Plone’s Migration to Python 3

A brief history and the significance of our efforts to bring Plone into the world of Python 3.

July 19, 2019, marked the day Plone officially entered the world of Python 3 when version 5.2 was released.  Support for Python 3.6, 3.7, and 3.8 is now included with Plone 5.2, opening up the future for Plone’s continuing 19-year reputation for unrivaled security and stability.

Plone is the venerable open-source Python web content management system that was created in 2001. It has continued to be maintained and enhanced by hundreds of contributors around the world and is protected by the nonprofit Plone Foundation.

Plone 5.2 is the culmination of over 3.5 years of development that was driven by the looming deadline of January 1, 2020: the impending end of support for Python 2. Work on Plone 5.2 ran in parallel with continuing feature-centric work on versions 5.0 and 5.1.  The move to Python 3 was to be a major undertaking, given its huge codebase, its large ecosystem of add-ons, and its dependency on the Zope web application framework (https://www.zope.org), which itself would have to be upgraded to Python 3.  Many sprints were held over these past few years in which Plone and Zope developers collaborated in this joint effort.  One of the earliest fruits of this collaboration was to see all 9000 tests passing as a result of work done at the Alpine City Sprint in February 2017, but more work was still needed.  At the core of the security model for which Zope and Plone are renowned is a feature known as Restricted Python.  Although core developers had feared that Restricted Python could not be ported to Python 3, this was accomplished in Innsbruck, Austria: Restricted Python now runs in Python 3.6 and up.

ZODB, the ACID compliant and extremely robust database, was upgraded to the latest version for Plone 5.2, along with a Zope instance running via a WSGI server instead of ZServer.

Zope developers came together and released the Python 3 compatible Zope 4 in May 2019. Plone developers were able to release its Python 3 compatible version 5.2 soon after, complete with its traditional in-place upgrade, with an additional database upgrade step required to convert to Python 3 strings.  Plone 5.2 is the first release to fully support Python 3 while maintaining complete compatibility with Python 2.7, which is expected to be dropped with the upcoming release of Plone 6.

Once available as a separate add-on, a REST API is now also included in the core of Plone 5.2, making it even easier to use Plone with modern JavaScript front ends such as Angular and React and to integrate Plone with other applications.

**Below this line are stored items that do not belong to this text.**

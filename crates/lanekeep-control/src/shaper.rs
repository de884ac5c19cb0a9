//! 偏移 → 转向指令

use crate::command::SteeringCommand;

/// 默认转向增益
pub const DEFAULT_STEERING_GAIN: f64 = 7.0;

/// 转向整形器
///
/// `shape(offset) = clamp(offset * -gain, -1, 1)`。
/// 标线在中线右侧（正偏移）时向反方向打方向。
#[derive(Debug, Clone, Copy, PartialEq)]
pub struct SteeringShaper {
    gain: f64,
}

impl Default for SteeringShaper {
    fn default() -> Self {
        Self::new(DEFAULT_STEERING_GAIN)
    }
}

impl SteeringShaper {
    pub fn new(gain: f64) -> Self {
        Self { gain }
    }

    pub fn gain(&self) -> f64 {
        self.gain
    }

    #[inline]
    pub fn shape(&self, offset: f64) -> SteeringCommand {
        SteeringCommand::saturating(offset * -self.gain)
    }
}
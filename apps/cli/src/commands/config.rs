//! 配置管理命令
//!
//! 生成默认配置文件、校验已有配置

use anyhow::{Context, Result};
use clap::Subcommand;
use lanekeep_control::ControlConfig;
use std::fs;
use std::path::{Path, PathBuf};

/// 加载控制配置
///
/// 未指定路径时使用默认配置；文件中缺省的字段取默认值。
pub fn load_config(path: Option<&Path>) -> Result<ControlConfig> {
    let config = match path {
        Some(path) => {
            let text = fs::read_to_string(path)
                .with_context(|| format!("failed to read config {}", path.display()))?;
            ControlConfig::from_toml_str(&text)
                .with_context(|| format!("failed to parse config {}", path.display()))?
        },
        None => ControlConfig::default(),
    };
    config.validate().context("invalid configuration")?;
    Ok(config)
}

/// 配置命令
#[derive(Subcommand, Debug)]
pub enum ConfigCommand {
    /// 输出默认配置（TOML）
    Default {
        /// 写入文件而不是标准输出
        #[arg(short, long)]
        output: Option<PathBuf>,
    },

    /// 校验配置文件
    Check {
        /// 配置文件路径
        file: PathBuf,
    },
}

impl ConfigCommand {
    pub fn execute(self) -> Result<()> {
        match self {
            ConfigCommand::Default { output } => Self::default_(output),
            ConfigCommand::Check { file } => Self::check_(&file),
        }
    }

    fn default_(output: Option<PathBuf>) -> Result<()> {
        let text = ControlConfig::default().to_toml_string()?;
        match output {
            Some(path) => {
                fs::write(&path, text)
                    .with_context(|| format!("failed to write {}", path.display()))?;
                println!("✅ Default configuration written to {}", path.display());
            },
            None => print!("{text}"),
        }
        Ok(())
    }

    fn check_(file: &Path) -> Result<()> {
        let config = load_config(Some(file))?;
        println!("✅ {} is valid", file.display());
        println!("  Tick period:   {:?}", config.tick_period());
        println!("  Steering gain: {}", config.steering_gain);
        println!(
            "  Channels:      steering={} throttle={}",
            config.steering_channel, config.throttle_channel
        );
        Ok(())
    }
}

#[cfg(test)]
mod tests {
    use super::*;

    #[test]
    fn test_load_without_path_uses_defaults() {
        assert_eq!(load_config(None).unwrap(), ControlConfig::default());
    }

    #[test]
    fn test_default_output_round_trips_through_load() {
        let dir = tempfile::tempdir().unwrap();
        let path = dir.path().join("lanekeep.toml");

        ConfigCommand::Default {
            output: Some(path.clone()),
        }
        .execute()
        .unwrap();

        assert_eq!(load_config(Some(&path)).unwrap(), ControlConfig::default());
    }

    #[test]
    fn test_partial_file_keeps_other_defaults() {
        let dir = tempfile::tempdir().unwrap();
        let path = dir.path().join("lanekeep.toml");
        fs::write(&path, "steering_gain = 2.5\n[vision]\nthreshold = 90\n").unwrap();

        let config = load_config(Some(&path)).unwrap();
        assert_eq!(config.steering_gain, 2.5);
        assert_eq!(config.vision.threshold, 90);
        assert_eq!(config.tick_period_ms, ControlConfig::default().tick_period_ms);
    }

    #[test]
    fn test_check_rejects_invalid_file() {
        let dir = tempfile::tempdir().unwrap();
        let path = dir.path().join("bad.toml");
        fs::write(&path, "steering_channel = 0\nthrottle_channel = 0\n").unwrap();

        assert!(ConfigCommand::Check { file: path.clone() }.execute().is_err());
        assert!(ConfigCommand::Check {
            file: dir.path().join("missing.toml")
        }
        .execute()
        .is_err());
    }
}
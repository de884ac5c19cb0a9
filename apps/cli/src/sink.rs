//! 文件调试输出
//!
//! 每次把最新的叠加图写入同一个文件（先写临时文件再 rename），
//! 读取方（图片查看器、HTTP 静态服务等）不会看到写了一半的 JPEG。

use lanekeep_control::DebugSink;
use std::fs;
use std::path::{Path, PathBuf};
use tracing::warn;

pub struct LatestFrameFile {
    path: PathBuf,
    tmp_path: PathBuf,
    failures: u64,
}

impl LatestFrameFile {
    pub fn new(path: &Path) -> Self {
        let mut tmp_name = path.file_name().map(|n| n.to_os_string()).unwrap_or_default();
        tmp_name.push(".tmp");
        Self {
            path: path.to_path_buf(),
            tmp_path: path.with_file_name(tmp_name),
            failures: 0,
        }
    }

    fn write(&self, jpeg: &[u8]) -> std::io::Result<()> {
        fs::write(&self.tmp_path, jpeg)?;
        fs::rename(&self.tmp_path, &self.path)
    }
}

impl DebugSink for LatestFrameFile {
    fn publish(&mut self, jpeg: &[u8]) {
        if let Err(e) = self.write(jpeg) {
            self.failures += 1;
            // 只报告第一次，避免每帧刷屏
            if self.failures == 1 {
                warn!("Failed to write debug frame to {}: {}", self.path.display(), e);
            }
        }
    }
}
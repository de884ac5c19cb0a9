//! 车道检测管线

use crate::contour::{Contour, find_external_contours};
use crate::error::VisionError;
use crate::frame::Frame;
use crate::moments::Moments;
use crate::{ops, overlay};
use image::{GrayImage, RgbImage, imageops};
use tracing::trace;

/// 视觉管线参数
///
/// 默认值对应原车赛道的标定结果。`threshold` 取决于赛道与标线的对比度，
/// 是需要现场调整的标定常量，而不是推导值。
#[derive(Debug, Clone, PartialEq)]
#[cfg_attr(feature = "serde", derive(serde::Serialize, serde::Deserialize))]
#[cfg_attr(feature = "serde", serde(default))]
pub struct VisionConfig {
    /// 裁剪比例：丢弃画面顶部的这一部分（0.4 → 保留下方 60%）
    pub roi_top_fraction: f64,
    /// 高斯核尺寸（正奇数）
    pub blur_kernel: u32,
    /// 高斯核标准差（两个方向相同）
    pub blur_sigma: f64,
    /// 二值化阈值（`>=` 置为前景）
    pub threshold: u8,
    /// 开运算矩形结构元边长（1 到 255）
    pub morph_kernel: u32,
    /// 是否渲染调试叠加图
    pub render_overlay: bool,
}

impl Default for VisionConfig {
    fn default() -> Self {
        Self {
            roi_top_fraction: 0.4,
            blur_kernel: 5,
            blur_sigma: 5.0,
            threshold: 100,
            morph_kernel: 6,
            render_overlay: true,
        }
    }
}

impl VisionConfig {
    /// 校验参数
    pub fn validate(&self) -> Result<(), VisionError> {
        if !(0.0..1.0).contains(&self.roi_top_fraction) {
            return Err(VisionError::InvalidConfig(format!(
                "roi_top_fraction must be in [0, 1), got {}",
                self.roi_top_fraction
            )));
        }
        if self.blur_kernel == 0 || self.blur_kernel % 2 == 0 {
            return Err(VisionError::InvalidConfig(format!(
                "blur_kernel must be a positive odd number, got {}",
                self.blur_kernel
            )));
        }
        if !self.blur_sigma.is_finite() || self.blur_sigma <= 0.0 {
            return Err(VisionError::InvalidConfig(format!(
                "blur_sigma must be > 0, got {}",
                self.blur_sigma
            )));
        }
        if self.morph_kernel == 0 || self.morph_kernel > ops::MAX_MORPH_KERNEL {
            return Err(VisionError::InvalidConfig(format!(
                "morph_kernel must be in [1, {}], got {}",
                ops::MAX_MORPH_KERNEL,
                self.morph_kernel
            )));
        }
        Ok(())
    }
}

/// 单帧车道估计
#[derive(Debug, Clone, Copy, PartialEq)]
pub enum LaneEstimate {
    /// 标线质心相对画面中线的归一化偏移
    ///
    /// 0 表示正中，-0.5 表示最左边缘，+0.5 表示最右边缘；正值表示标线在中线右侧。
    /// 按 `cx / (width / 2) - 0.5` 计算时居中标线会得到 +0.5，因此这里用
    /// `cx / width - 0.5`。
    Offset(f64),
    /// 本帧没有检测到标线（正常情况，调用方保持上一次的指令）
    NoLaneDetected,
}

impl LaneEstimate {
    pub fn offset(&self) -> Option<f64> {
        match self {
            LaneEstimate::Offset(v) => Some(*v),
            LaneEstimate::NoLaneDetected => None,
        }
    }

    pub fn is_detected(&self) -> bool {
        matches!(self, LaneEstimate::Offset(_))
    }
}

/// 检测结果细节（用于叠加图和诊断）
#[derive(Debug, Clone, PartialEq)]
pub struct LaneDetection {
    /// 被选中的（面积最大的）轮廓
    pub contour: Contour,
    /// 质心（区域坐标系）
    pub centroid: (f64, f64),
    /// 归一化偏移
    pub offset: f64,
}

/// 一次处理的输出
#[derive(Debug, Clone)]
pub struct VisionOutput {
    pub estimate: LaneEstimate,
    /// 调试叠加图（仅 `render_overlay` 开启时生成），只用于观察，不参与控制
    pub overlay: Option<RgbImage>,
}

/// 车道检测管线
///
/// 无内部可变状态，`process` 只借用帧，可以在任意线程调用。
#[derive(Debug, Clone)]
pub struct VisionPipeline {
    config: VisionConfig,
    kernel: Vec<f32>,
}

impl VisionPipeline {
    /// 创建管线
    ///
    /// # 错误
    /// - `VisionError::InvalidConfig`: 参数校验失败
    pub fn new(config: VisionConfig) -> Result<Self, VisionError> {
        config.validate()?;
        let kernel = ops::gaussian_kernel(config.blur_kernel, config.blur_sigma);
        Ok(Self { config, kernel })
    }

    pub fn config(&self) -> &VisionConfig {
        &self.config
    }

    /// 开启或关闭叠加图渲染
    pub fn with_overlay(mut self, enabled: bool) -> Self {
        self.config.render_overlay = enabled;
        self
    }

    /// 处理一帧
    pub fn process(&self, frame: &Frame) -> VisionOutput {
        if frame.is_empty() {
            return VisionOutput {
                estimate: LaneEstimate::NoLaneDetected,
                overlay: None,
            };
        }

        let region = self.region_of_interest(frame.image());
        if region.height() == 0 {
            return VisionOutput {
                estimate: LaneEstimate::NoLaneDetected,
                overlay: None,
            };
        }

        let mask = self.lane_mask(&region);
        let detection = Self::detect(&mask);
        let estimate = match &detection {
            Some(d) => LaneEstimate::Offset(d.offset),
            None => LaneEstimate::NoLaneDetected,
        };
        trace!(
            timestamp_us = frame.timestamp_us,
            ?estimate,
            "frame processed"
        );

        let overlay = if self.config.render_overlay {
            Some(overlay::render(region, detection.as_ref()))
        } else {
            None
        };

        VisionOutput { estimate, overlay }
    }

    /// 裁剪感兴趣区域（丢弃顶部 `roi_top_fraction`）
    pub fn region_of_interest(&self, image: &RgbImage) -> RgbImage {
        let (w, h) = image.dimensions();
        let top = ((h as f64 * self.config.roi_top_fraction) as u32).min(h);
        imageops::crop_imm(image, 0, top, w, h - top).to_image()
    }

    /// 区域 → 二值掩码（灰度、模糊、阈值、开运算）
    pub fn lane_mask(&self, region: &RgbImage) -> GrayImage {
        let gray = ops::to_gray(region);
        let blurred = ops::gaussian_blur(&gray, &self.kernel);
        let binary = ops::threshold(&blurred, self.config.threshold);
        ops::open(&binary, &ops::rect_kernel(self.config.morph_kernel))
    }

    /// 由二值掩码估计车道偏移
    pub fn estimate_from_mask(mask: &GrayImage) -> LaneEstimate {
        match Self::detect(mask) {
            Some(d) => LaneEstimate::Offset(d.offset),
            None => LaneEstimate::NoLaneDetected,
        }
    }

    /// 轮廓选择 + 矩计算
    ///
    /// 选择面积严格最大的轮廓，面积相同保留先出现者。
    pub fn detect(mask: &GrayImage) -> Option<LaneDetection> {
        let contours = find_external_contours(mask);

        let mut best: Option<(usize, f64)> = None;
        for (idx, contour) in contours.iter().enumerate() {
            let area = contour.area();
            match best {
                Some((_, best_area)) if area <= best_area => {},
                _ => best = Some((idx, area)),
            }
        }
        let (idx, _) = best?;
        let contour = contours.into_iter().nth(idx)?;

        let filled = contour.rasterize(mask.width(), mask.height());
        let centroid = Moments::from_mask(&filled).centroid()?;
        let offset = centroid.0 / mask.width() as f64 - 0.5;

        Some(LaneDetection {
            contour,
            centroid,
            offset,
        })
    }
}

This release provides the Plone community the certainty of having a stable backend without an expiration date and the excitement of developing a new frontend.  Plone is more than 19 years old, and Zope is more than 22 years old. Yet both projects have reinvented themselves several times and are maintained by a worldwide, dynamic community. These two platforms provide a very secure, flexible, and mature solution in the often uncertain, unstable landscape of web applications.